The server exposes a Web Admin client (similar to the Solr Admin client) at port 7474 (http://localhost:7474/webadmin/). The dashboard shows 2,880,385 nodes, 3,375,083 properties, 58,021,093 relationships and 653 relationship types, which matches with what we put in.

Thats all I have for today. Next week I hope to learn more about Neo4j, specifically its Cypher Query Language, and see if I can model some common use-cases using it.

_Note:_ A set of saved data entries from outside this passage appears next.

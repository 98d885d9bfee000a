// ============================================================================
// GraphQL Transport
// ============================================================================
//
// Sends one GraphQL operation to the platform with the caller's bearer token
// and returns the `data` object. There is no retry: each call is a single
// request/response exchange, and any failure is returned to the route, which
// logs it once as `AppError::Upstream`.
//
// ============================================================================

use async_trait::async_trait;
use serde::{Deserialize, Serialize};
use serde_json::Value;
use std::sync::Arc;
use std::time::Duration;

use crate::config::UpstreamConfig;
use crate::session::BearerToken;
use crate::upstream::UpstreamError;
use crate::upstream::circuit_breaker::CircuitBreaker;
use crate::upstream::operations::Operation;

/// Body of a GraphQL HTTP request
#[derive(Debug, Clone, Serialize)]
#[serde(rename_all = "camelCase")]
pub struct GraphQlRequest {
    pub query: &'static str,
    pub operation_name: &'static str,
    pub variables: Value,
}

impl GraphQlRequest {
    pub fn new(operation: Operation, variables: Value) -> Self {
        Self {
            query: operation.document,
            operation_name: operation.name,
            variables,
        }
    }
}

#[derive(Debug, Deserialize)]
struct GraphQlResponse {
    #[serde(default)]
    data: Option<Value>,
    #[serde(default)]
    errors: Option<Vec<GraphQlErrorMessage>>,
}

#[derive(Debug, Deserialize)]
struct GraphQlErrorMessage {
    message: String,
}

/// One upstream round trip. Implemented over HTTP in production and by
/// in-memory fakes in tests.
#[async_trait]
pub trait GraphQlTransport: Send + Sync {
    async fn execute(
        &self,
        token: &BearerToken,
        request: GraphQlRequest,
    ) -> Result<Value, UpstreamError>;
}

/// HTTP transport to the platform GraphQL endpoint
pub struct HttpTransport {
    client: reqwest::Client,
    endpoint: String,
    breaker: Option<CircuitBreaker>,
}

impl HttpTransport {
    pub fn new(config: &UpstreamConfig) -> Result<Self, reqwest::Error> {
        let client = reqwest::Client::builder()
            .timeout(Duration::from_secs(config.timeout_secs))
            .tcp_keepalive(Duration::from_secs(30))
            .pool_idle_timeout(Duration::from_secs(90))
            .build()?;

        let breaker = config
            .circuit_breaker
            .enabled
            .then(|| CircuitBreaker::new(Arc::new(config.circuit_breaker.clone())));

        Ok(Self {
            client,
            endpoint: config.graphql_url.clone(),
            breaker,
        })
    }

    async fn send(&self, token: &BearerToken, request: &GraphQlRequest) -> Result<Value, UpstreamError> {
        let response = self
            .client
            .post(&self.endpoint)
            .bearer_auth(token.expose())
            .json(request)
            .send()
            .await?;

        let status = response.status();
        if !status.is_success() {
            return Err(UpstreamError::Status(status));
        }

        let bytes = response.bytes().await?;
        let body: GraphQlResponse = serde_json::from_slice(&bytes)?;

        if let Some(errors) = body.errors.filter(|errors| !errors.is_empty()) {
            return Err(UpstreamError::GraphQl(
                errors.into_iter().map(|e| e.message).collect(),
            ));
        }

        match body.data {
            Some(Value::Null) | None => Err(UpstreamError::MissingData),
            Some(data) => Ok(data),
        }
    }
}

#[async_trait]
impl GraphQlTransport for HttpTransport {
    async fn execute(
        &self,
        token: &BearerToken,
        request: GraphQlRequest,
    ) -> Result<Value, UpstreamError> {
        if let Some(breaker) = &self.breaker {
            breaker.allow_request().await?;
        }

        let result = self.send(token, &request).await;

        if let Some(breaker) = &self.breaker {
            match &result {
                // Only an unreachable or erroring platform counts against it
                Err(UpstreamError::Transport(_)) => breaker.record_failure().await,
                Err(UpstreamError::Status(status)) if status.is_server_error() => {
                    breaker.record_failure().await
                }
                _ => breaker.record_success().await,
            }
        }

        result
    }
}
// ============================================================================
// Service Routes
// ============================================================================
//
// Endpoints:
// - GET /services/:id - Service with its instances and deployments
// - DELETE /services/:id - Delete a service from one environment
//
// ============================================================================

use axum::{Json, extract::State};
use std::sync::Arc;

use crate::context::AppContext;
use crate::error::AppError;
use crate::projection::ServiceView;
use crate::routes::extractors::{Session, UuidPath, ValidJson};
use crate::validation::DeleteServiceRequest;

/// GET /services/:id
pub async fn get_service(
    State(ctx): State<Arc<AppContext>>,
    Session(token): Session,
    UuidPath(id): UuidPath,
) -> Result<Json<ServiceView>, AppError> {
    let service = ctx.platform.service(&token, id).await?;
    Ok(Json(service.into()))
}

/// DELETE /services/:id
pub async fn delete_service(
    State(ctx): State<Arc<AppContext>>,
    Session(token): Session,
    UuidPath(id): UuidPath,
    ValidJson(body): ValidJson<DeleteServiceRequest>,
) -> Result<Json<bool>, AppError> {
    let environment_id = body.environment_id()?;
    let deleted = ctx.platform.service_delete(&token, id, environment_id).await?;
    tracing::info!(
        service_id = %id,
        environment_id = %environment_id,
        deleted,
        "Service delete forwarded"
    );
    Ok(Json(deleted))
}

4 comments (moderated to prevent spam):

Chaitanya said...

What version of UMLS did you use ?

Sujit Pal said...

Hi Chaitanya, I downloaded the latest release around the same timeframe I wrote this post, so I would guess release 2014A.

Ritwik Banerjee said...

I was using MongoDB for some UMLS-based information extraction experiments, and things were slower than I wanted. So I started looking into Neo4j. And your page came up soon enough on Google's search results! I was wondering, however, whether you also made use of the MRSTY.RRF file when creating the nodes.

Sujit Pal said...

I didn't make use of MRSTY for this experiment, but it makes sense to associate STY with CONSO using CUI, and have the sty code as another node attribute. That way you can roll up CUIs into STYs and get an idea of aggregate relationships. I had plans to do that but never got around to it.